**** Data ****
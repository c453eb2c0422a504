//! Severity of a check failure.

use std::fmt;
use std::str::FromStr;

use serde::{Deserialize, Serialize};

/// Weight a failing check carries toward the run verdict. Ordered `Info < Warning < Error`.
#[derive(Debug, Clone, Copy, Default, PartialEq, Eq, PartialOrd, Ord, Hash, Serialize, Deserialize)]
#[serde(rename_all = "lowercase")]
pub enum Severity {
  Info,
  Warning,
  #[default]
  Error,
}

impl fmt::Display for Severity {
  fn fmt(&self, f: &mut fmt::Formatter<'_>) -> fmt::Result {
    match self {
      Severity::Info => write!(f, "info"),
      Severity::Warning => write!(f, "warning"),
      Severity::Error => write!(f, "error"),
    }
  }
}

impl FromStr for Severity {
  type Err = String;

  fn from_str(s: &str) -> Result<Self, Self::Err> {
    match s.to_ascii_lowercase().as_str() {
      "info" => Ok(Severity::Info),
      "warn" | "warning" => Ok(Severity::Warning),
      "error" => Ok(Severity::Error),
      other => Err(format!("unknown severity '{}'", other)),
    }
  }
}
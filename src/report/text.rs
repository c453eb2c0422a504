//! Plain-text console table printed at the end of a run.

use super::{RunSummary, shorten, summarize};
use crate::types::NodeResult;

const RULE_WIDTH: usize = 72;

/// Renders a fixed-width table of node, kind, status, severity and time.
pub fn render_text(results: &[NodeResult]) -> String {
  let rule = "-".repeat(RULE_WIDTH);
  let mut out = String::new();
  out.push_str("Run summary\n");
  out.push_str(&format!("{}\n", RunSummary::from_results(results).line()));
  out.push_str(&format!("{}\n", rule));
  out.push_str(&format!(
    "{:30} {:6} {:8} {:7} {:>8}\n",
    "node", "type", "status", "sev", "time(ms)"
  ));
  out.push_str(&format!("{}\n", rule));
  for r in results {
    let severity = r.severity.map(|s| s.to_string()).unwrap_or_else(|| "-".to_string());
    out.push_str(&format!(
      "{:30} {:6} {:8} {:7} {:>8}\n",
      shorten(&r.id, 30),
      r.kind.to_string(),
      r.status.to_string(),
      severity,
      r.duration_ms
    ));
  }
  out.push_str(&format!("{}\n", rule));
  out.push_str(&format!("verdict: {}\n", summarize(results)));
  out
}
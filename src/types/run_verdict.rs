//! Overall verdict of a completed run.

use std::fmt;

use serde::{Deserialize, Serialize};

use super::Severity;

/// Worst-case classification of a run. Ordered `Clean < Warning < Error`.
#[derive(Debug, Clone, Copy, Default, PartialEq, Eq, PartialOrd, Ord, Hash, Serialize, Deserialize)]
#[serde(rename_all = "lowercase")]
pub enum RunVerdict {
  #[default]
  Clean,
  Warning,
  Error,
}

impl RunVerdict {
  /// Verdict contributed by one failing check of the given severity.
  pub fn from_severity(severity: Severity) -> Self {
    match severity {
      Severity::Info => RunVerdict::Clean,
      Severity::Warning => RunVerdict::Warning,
      Severity::Error => RunVerdict::Error,
    }
  }

  /// Process exit status for this verdict. With `strict`, warnings also exit non-zero.
  pub fn exit_code(self, strict: bool) -> i32 {
    match self {
      RunVerdict::Clean => 0,
      RunVerdict::Warning if strict => 1,
      RunVerdict::Warning => 0,
      RunVerdict::Error => 1,
    }
  }
}

impl fmt::Display for RunVerdict {
  fn fmt(&self, f: &mut fmt::Formatter<'_>) -> fmt::Result {
    match self {
      RunVerdict::Clean => write!(f, "clean"),
      RunVerdict::Warning => write!(f, "warning"),
      RunVerdict::Error => write!(f, "error"),
    }
  }
}
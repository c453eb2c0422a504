//! Target groups: named sets of node ids selectable from the command line.

use std::collections::{BTreeMap, HashSet};

use serde::{Deserialize, Serialize};
use tracing::{debug, instrument};

use crate::error::TargetError;

/// Group name → node ids, plus an optional default group.
#[derive(Debug, Clone, Default, PartialEq, Eq, Serialize, Deserialize)]
pub struct TargetGroups {
  #[serde(default)]
  groups: BTreeMap<String, Vec<String>>,
  #[serde(default)]
  default: Option<String>,
}

impl TargetGroups {
  pub fn new(groups: BTreeMap<String, Vec<String>>, default: Option<String>) -> Self {
    Self { groups, default }
  }

  pub fn groups(&self) -> &BTreeMap<String, Vec<String>> {
    &self.groups
  }

  pub fn default_group(&self) -> Option<&str> {
    self.default.as_deref()
  }

  /// Resolves command-line names to node ids.
  ///
  /// Each name expands to its group when one matches, otherwise it is taken as a
  /// node id (validated later by the graph builder). Duplicates are dropped, first
  /// occurrence wins. With no names, the default group is used; with no default,
  /// `None` selects the whole registry.
  #[instrument(level = "trace", skip(self))]
  pub fn resolve(&self, names: &[String]) -> Result<Option<Vec<String>>, TargetError> {
    if names.is_empty() {
      return match &self.default {
        None => Ok(None),
        Some(name) => {
          let ids = self
            .groups
            .get(name)
            .ok_or_else(|| TargetError::UnknownDefault { name: name.clone() })?;
          debug!(group = %name, ids = ?ids, "using default target group");
          Ok(Some(dedup(ids.iter())))
        }
      };
    }

    let expanded = names.iter().flat_map(|name| match self.groups.get(name) {
      Some(ids) => ids.iter().collect::<Vec<_>>(),
      None => vec![name],
    });
    Ok(Some(dedup(expanded)))
  }
}

fn dedup<'a>(ids: impl Iterator<Item = &'a String>) -> Vec<String> {
  let mut seen: HashSet<&str> = HashSet::new();
  let mut out = Vec::new();
  for id in ids {
    if seen.insert(id.as_str()) {
      out.push(id.clone());
    }
  }
  out
}
use std::fmt;

use rusqlite::{params, Connection, OptionalExtension, Result as SqlResult};

#[derive(Debug, Clone, Copy, PartialEq, Eq, Hash)]
pub struct CoverArtId(pub i64);

impl fmt::Display for CoverArtId {
    fn fmt(&self, f: &mut fmt::Formatter<'_>) -> fmt::Result {
        write!(f, "{}", self.0)
    }
}

/// Store a cover, or return the id of the cover already stored under `md5`.
///
/// Covers without a hash are not stored.
pub fn save_cover_art(conn: &Connection, location: &str, md5: &str) -> SqlResult<Option<CoverArtId>> {
    if md5.is_empty() {
        return Ok(None);
    }
    if let Some(existing) = cover_art_id(conn, md5)? {
        return Ok(Some(existing));
    }
    conn.execute(
        "INSERT INTO cover_art (location, md5) VALUES (?1, ?2)",
        params![location, md5],
    )?;
    Ok(Some(CoverArtId(conn.last_insert_rowid())))
}

pub fn cover_art_id(conn: &Connection, md5: &str) -> SqlResult<Option<CoverArtId>> {
    if md5.is_empty() {
        return Ok(None);
    }
    conn.query_row(
        "SELECT id FROM cover_art WHERE md5 = ?1",
        params![md5],
        |row| row.get(0).map(CoverArtId),
    )
    .optional()
}

pub fn cover_art_location(conn: &Connection, id: CoverArtId) -> SqlResult<Option<String>> {
    conn.query_row(
        "SELECT location FROM cover_art WHERE id = ?1",
        params![id.0],
        |row| row.get(0),
    )
    .optional()
}

/// Delete covers no track refers to. Returns how many were removed.
pub fn delete_unused(conn: &Connection) -> SqlResult<usize> {
    conn.execute(
        "DELETE FROM cover_art WHERE id NOT IN
            (SELECT cover_art FROM library WHERE cover_art IS NOT NULL)",
        [],
    )
}

#[cfg(test)]
mod tests {
    use super::*;
    use crate::dao::tracks;
    use crate::schema;

    fn conn() -> Connection {
        let conn = Connection::open_in_memory().unwrap();
        schema::create_tables(&conn).unwrap();
        conn
    }

    #[test]
    fn empty_hash_is_not_saved() {
        let conn = conn();
        assert_eq!(save_cover_art(&conn, "/music/a/cover.jpg", "").unwrap(), None);
        let count: i64 = conn
            .query_row("SELECT COUNT(*) FROM cover_art", [], |row| row.get(0))
            .unwrap();
        assert_eq!(count, 0);
    }

    #[test]
    fn same_hash_reuses_id() {
        let conn = conn();
        let first = save_cover_art(&conn, "/music/a/cover.jpg", "abc").unwrap();
        let second = save_cover_art(&conn, "/music/b/cover.jpg", "abc").unwrap();
        assert!(first.is_some());
        assert_eq!(first, second);
        assert_eq!(
            cover_art_location(&conn, first.unwrap()).unwrap().as_deref(),
            Some("/music/a/cover.jpg")
        );
    }

    #[test]
    fn delete_unused_keeps_referenced_covers() {
        let conn = conn();
        let used = save_cover_art(&conn, "/music/a/cover.jpg", "used").unwrap();
        save_cover_art(&conn, "/music/b/cover.jpg", "orphan").unwrap();
        let track = tracks::add_track(&conn, "/music/a/one.flac").unwrap();
        tracks::set_cover_art(&conn, track, used).unwrap();

        assert_eq!(delete_unused(&conn).unwrap(), 1);
        assert_eq!(cover_art_id(&conn, "used").unwrap(), used);
        assert_eq!(cover_art_id(&conn, "orphan").unwrap(), None);
    }
}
****
Only the lines from the start of the data to the line holding "impl fmt::Display for Severity" are wanted; return them exactly, both ends included.

Answer space:
repository c453eb2c0422a504
//! Severity of a check failure.

use std::fmt;
use std::str::FromStr;

use serde::{Deserialize, Serialize};

/// Weight a failing check carries toward the run verdict. Ordered `Info < Warning < Error`.
#[derive(Debug, Clone, Copy, Default, PartialEq, Eq, PartialOrd, Ord, Hash, Serialize, Deserialize)]
#[serde(rename_all = "lowercase")]
pub enum Severity {
  Info,
  Warning,
  #[default]
  Error,
}

impl fmt::Display for Severity {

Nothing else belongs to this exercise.